-- DATA TO PROCESS follows --
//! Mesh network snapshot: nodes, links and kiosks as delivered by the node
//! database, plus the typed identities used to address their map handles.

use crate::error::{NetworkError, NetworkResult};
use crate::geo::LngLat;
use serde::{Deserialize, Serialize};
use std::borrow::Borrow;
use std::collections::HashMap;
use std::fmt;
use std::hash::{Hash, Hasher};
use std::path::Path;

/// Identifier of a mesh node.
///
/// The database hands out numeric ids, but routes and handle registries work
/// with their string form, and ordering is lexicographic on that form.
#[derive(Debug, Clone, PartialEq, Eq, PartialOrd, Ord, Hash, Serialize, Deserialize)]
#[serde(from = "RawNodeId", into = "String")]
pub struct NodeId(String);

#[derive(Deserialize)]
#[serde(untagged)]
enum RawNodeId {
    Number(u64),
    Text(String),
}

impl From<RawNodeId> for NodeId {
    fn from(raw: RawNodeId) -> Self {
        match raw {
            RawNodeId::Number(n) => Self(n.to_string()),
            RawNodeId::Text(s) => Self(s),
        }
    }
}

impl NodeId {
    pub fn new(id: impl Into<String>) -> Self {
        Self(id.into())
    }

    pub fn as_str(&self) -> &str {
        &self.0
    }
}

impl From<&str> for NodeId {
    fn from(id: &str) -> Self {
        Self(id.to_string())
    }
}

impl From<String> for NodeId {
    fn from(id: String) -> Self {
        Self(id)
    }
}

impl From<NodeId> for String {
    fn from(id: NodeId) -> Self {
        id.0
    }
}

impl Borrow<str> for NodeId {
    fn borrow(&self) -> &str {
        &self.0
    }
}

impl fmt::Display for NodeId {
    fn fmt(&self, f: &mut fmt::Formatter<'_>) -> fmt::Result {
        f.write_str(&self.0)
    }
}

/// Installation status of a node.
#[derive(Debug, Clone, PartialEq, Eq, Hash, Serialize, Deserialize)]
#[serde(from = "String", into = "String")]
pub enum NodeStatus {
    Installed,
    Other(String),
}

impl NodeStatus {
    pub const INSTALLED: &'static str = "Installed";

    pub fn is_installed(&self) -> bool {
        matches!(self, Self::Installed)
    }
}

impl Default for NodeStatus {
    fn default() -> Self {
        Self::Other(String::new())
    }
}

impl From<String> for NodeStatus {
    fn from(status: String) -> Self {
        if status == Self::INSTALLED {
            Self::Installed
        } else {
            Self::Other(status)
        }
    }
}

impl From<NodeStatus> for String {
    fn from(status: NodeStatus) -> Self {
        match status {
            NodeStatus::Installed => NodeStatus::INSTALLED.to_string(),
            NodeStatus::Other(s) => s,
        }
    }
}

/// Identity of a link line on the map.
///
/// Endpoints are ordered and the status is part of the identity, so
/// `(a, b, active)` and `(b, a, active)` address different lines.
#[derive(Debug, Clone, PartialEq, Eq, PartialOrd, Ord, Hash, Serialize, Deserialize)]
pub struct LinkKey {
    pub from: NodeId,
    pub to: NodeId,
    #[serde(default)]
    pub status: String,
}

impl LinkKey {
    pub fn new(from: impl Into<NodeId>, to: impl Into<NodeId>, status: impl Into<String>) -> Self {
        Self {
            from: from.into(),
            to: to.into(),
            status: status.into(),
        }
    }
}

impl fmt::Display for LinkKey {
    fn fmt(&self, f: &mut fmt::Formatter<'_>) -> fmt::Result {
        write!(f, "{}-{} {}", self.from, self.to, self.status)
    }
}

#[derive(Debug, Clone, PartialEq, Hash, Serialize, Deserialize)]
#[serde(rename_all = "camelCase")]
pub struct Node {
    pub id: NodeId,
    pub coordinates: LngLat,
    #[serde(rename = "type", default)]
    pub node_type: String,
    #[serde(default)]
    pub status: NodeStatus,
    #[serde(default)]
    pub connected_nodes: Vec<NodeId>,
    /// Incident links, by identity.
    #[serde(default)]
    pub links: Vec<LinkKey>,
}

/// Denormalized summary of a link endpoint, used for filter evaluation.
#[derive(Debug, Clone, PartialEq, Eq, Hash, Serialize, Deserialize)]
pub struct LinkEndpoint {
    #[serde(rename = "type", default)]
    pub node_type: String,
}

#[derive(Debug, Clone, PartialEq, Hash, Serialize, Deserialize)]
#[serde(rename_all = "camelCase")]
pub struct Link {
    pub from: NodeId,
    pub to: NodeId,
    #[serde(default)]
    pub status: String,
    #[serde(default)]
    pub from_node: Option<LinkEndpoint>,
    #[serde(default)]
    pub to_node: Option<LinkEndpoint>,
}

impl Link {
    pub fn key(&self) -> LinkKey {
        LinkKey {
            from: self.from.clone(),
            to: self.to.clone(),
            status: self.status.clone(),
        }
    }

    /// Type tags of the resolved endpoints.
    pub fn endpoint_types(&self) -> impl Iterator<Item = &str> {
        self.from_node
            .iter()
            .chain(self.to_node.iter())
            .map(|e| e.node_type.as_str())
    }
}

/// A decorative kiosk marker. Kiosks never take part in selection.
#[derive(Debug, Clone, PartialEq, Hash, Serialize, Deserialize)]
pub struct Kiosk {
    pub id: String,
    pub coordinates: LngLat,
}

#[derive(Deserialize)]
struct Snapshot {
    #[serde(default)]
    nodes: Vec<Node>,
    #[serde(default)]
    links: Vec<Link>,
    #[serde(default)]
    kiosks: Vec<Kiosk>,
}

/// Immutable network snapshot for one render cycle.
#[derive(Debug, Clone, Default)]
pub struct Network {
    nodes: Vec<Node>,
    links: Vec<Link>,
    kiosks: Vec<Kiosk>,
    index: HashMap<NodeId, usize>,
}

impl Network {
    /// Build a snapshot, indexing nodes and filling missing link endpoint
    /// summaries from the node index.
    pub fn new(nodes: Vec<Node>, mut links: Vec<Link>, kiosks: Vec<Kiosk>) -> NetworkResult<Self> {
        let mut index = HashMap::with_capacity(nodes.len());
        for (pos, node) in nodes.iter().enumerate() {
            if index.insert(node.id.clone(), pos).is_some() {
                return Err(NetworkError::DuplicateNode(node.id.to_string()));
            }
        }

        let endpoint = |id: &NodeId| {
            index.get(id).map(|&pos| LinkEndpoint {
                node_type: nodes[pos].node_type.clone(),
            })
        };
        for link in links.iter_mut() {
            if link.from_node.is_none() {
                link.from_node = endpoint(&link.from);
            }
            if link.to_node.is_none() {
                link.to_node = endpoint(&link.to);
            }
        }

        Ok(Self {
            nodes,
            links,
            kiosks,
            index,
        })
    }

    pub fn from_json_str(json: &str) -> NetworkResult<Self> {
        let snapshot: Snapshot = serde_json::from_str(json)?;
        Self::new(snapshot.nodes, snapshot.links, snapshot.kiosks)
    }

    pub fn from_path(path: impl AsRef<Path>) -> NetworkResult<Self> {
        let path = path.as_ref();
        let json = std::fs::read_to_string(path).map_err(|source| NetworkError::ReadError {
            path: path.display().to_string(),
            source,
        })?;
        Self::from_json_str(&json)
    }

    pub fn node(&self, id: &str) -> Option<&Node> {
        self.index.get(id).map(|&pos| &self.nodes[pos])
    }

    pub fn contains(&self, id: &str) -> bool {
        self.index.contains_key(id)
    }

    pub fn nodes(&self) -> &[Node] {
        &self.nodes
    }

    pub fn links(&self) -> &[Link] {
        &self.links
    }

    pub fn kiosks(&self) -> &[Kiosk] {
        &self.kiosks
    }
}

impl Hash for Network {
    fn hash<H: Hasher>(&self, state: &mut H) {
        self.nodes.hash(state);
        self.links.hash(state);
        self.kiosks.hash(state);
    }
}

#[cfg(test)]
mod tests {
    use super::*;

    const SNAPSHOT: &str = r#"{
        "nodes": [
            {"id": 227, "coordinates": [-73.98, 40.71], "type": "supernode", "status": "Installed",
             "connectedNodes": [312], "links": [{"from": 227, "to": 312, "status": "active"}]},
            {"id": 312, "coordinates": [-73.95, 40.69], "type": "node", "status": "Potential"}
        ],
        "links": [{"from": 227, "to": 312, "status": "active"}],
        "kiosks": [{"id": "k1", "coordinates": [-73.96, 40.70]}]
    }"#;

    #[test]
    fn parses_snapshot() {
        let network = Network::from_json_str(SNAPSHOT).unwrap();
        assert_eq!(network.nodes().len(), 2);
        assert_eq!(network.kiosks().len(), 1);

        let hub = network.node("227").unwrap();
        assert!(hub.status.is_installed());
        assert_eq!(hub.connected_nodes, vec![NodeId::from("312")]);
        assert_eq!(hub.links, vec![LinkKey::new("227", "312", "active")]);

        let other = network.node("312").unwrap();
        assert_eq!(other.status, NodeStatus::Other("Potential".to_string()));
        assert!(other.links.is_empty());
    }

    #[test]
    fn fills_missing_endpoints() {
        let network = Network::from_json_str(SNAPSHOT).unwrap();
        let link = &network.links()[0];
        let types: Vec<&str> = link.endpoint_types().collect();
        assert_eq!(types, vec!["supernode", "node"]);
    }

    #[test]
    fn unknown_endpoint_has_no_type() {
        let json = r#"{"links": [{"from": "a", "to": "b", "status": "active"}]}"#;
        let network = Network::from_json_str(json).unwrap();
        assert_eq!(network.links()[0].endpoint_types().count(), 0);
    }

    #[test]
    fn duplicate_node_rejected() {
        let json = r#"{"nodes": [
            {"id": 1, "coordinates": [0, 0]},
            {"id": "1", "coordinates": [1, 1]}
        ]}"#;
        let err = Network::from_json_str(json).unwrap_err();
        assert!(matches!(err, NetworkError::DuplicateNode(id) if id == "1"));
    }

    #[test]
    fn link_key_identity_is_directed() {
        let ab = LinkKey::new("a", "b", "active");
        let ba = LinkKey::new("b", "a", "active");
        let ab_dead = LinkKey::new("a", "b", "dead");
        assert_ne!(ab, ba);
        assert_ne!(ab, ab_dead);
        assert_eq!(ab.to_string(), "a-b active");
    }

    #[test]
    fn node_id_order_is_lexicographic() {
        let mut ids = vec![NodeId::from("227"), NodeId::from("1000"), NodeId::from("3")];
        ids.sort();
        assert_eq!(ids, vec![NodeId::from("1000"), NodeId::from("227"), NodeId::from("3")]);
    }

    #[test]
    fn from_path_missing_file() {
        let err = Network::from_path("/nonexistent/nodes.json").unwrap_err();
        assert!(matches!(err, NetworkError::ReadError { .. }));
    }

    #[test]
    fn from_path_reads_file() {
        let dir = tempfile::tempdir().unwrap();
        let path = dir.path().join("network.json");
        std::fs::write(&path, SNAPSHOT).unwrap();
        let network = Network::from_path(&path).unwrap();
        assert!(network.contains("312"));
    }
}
-- DATA TO PROCESS concluded --
PROBLEM REQUIREMENTS - For each line above that contains the word "ReadError", copy that line.

RESULT BELOW -
        let json = std::fs::read_to_string(path).map_err(|source| NetworkError::ReadError {
        assert!(matches!(err, NetworkError::ReadError { .. }));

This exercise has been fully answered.